TASK TO COMPLETE — Find "pub mod dashboard;" in the records that follow; print that line and each subsequent line through the last one, verbatim and with nothing added.

(RECORDS PROVIDED Opens)

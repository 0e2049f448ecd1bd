//! Voice Lifecycle Service Library
//!
//! Runs the lifecycle of ad-hoc voice rooms on a chat platform:
//!
//! - Personal room provisioning when a member joins the base room
//! - Session tracking with per-member presence totals
//! - Delayed deletion of rooms left empty
//! - Team split/gather into temporary sub-rooms
//! - Mentions in room chats forwarded by direct message
//! - Session history in SQLite plus a read-only dashboard API
//!
//! # Architecture
//!
//! ```text
//! gateway events ──► EventDispatcher ──► LifecycleControllerActor (owns sessions)
//!                          │                     │
//!                          └──► DeletionScheduler └──► Collaborators
//!                                (one task per room)     (platform, history)
//! ```
//!
//! All session state lives inside the lifecycle actor, so presence events
//! are applied one at a time in arrival order. Platform access goes
//! through the traits in [`collaborators`], which keeps the engine testable
//! without a gateway connection.
//!
//! # Modules
//!
//! - [`actors`] - Lifecycle actor and state machine
//! - [`scheduler`] - Empty-room deletion timers
//! - [`dispatcher`] - Voice state classification and routing
//! - [`forward`] - Room chat mentions delivered as direct messages
//! - [`session`] - Session, presence and team model
//! - [`discord`] - serenity adapters
//! - [`history`] - SQLite session archive
//! - [`dashboard`] - Read-only HTTP API

#![warn(clippy::pedantic)]
#![allow(clippy::module_name_repetitions)]

pub mod actors;
pub mod collaborators;
pub mod config;
pub mod dashboard;
pub mod discord;
pub mod dispatcher;
pub mod errors;
pub mod format;
pub mod forward;
pub mod history;
pub mod observability;
pub mod scheduler;
pub mod session;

(RECORDS PROVIDED Closes)

RESPONSE FOR THIS EXERCISE —
pub mod dashboard;
pub mod discord;
pub mod dispatcher;
pub mod errors;
pub mod format;
pub mod forward;
pub mod history;
pub mod observability;
pub mod scheduler;
pub mod session;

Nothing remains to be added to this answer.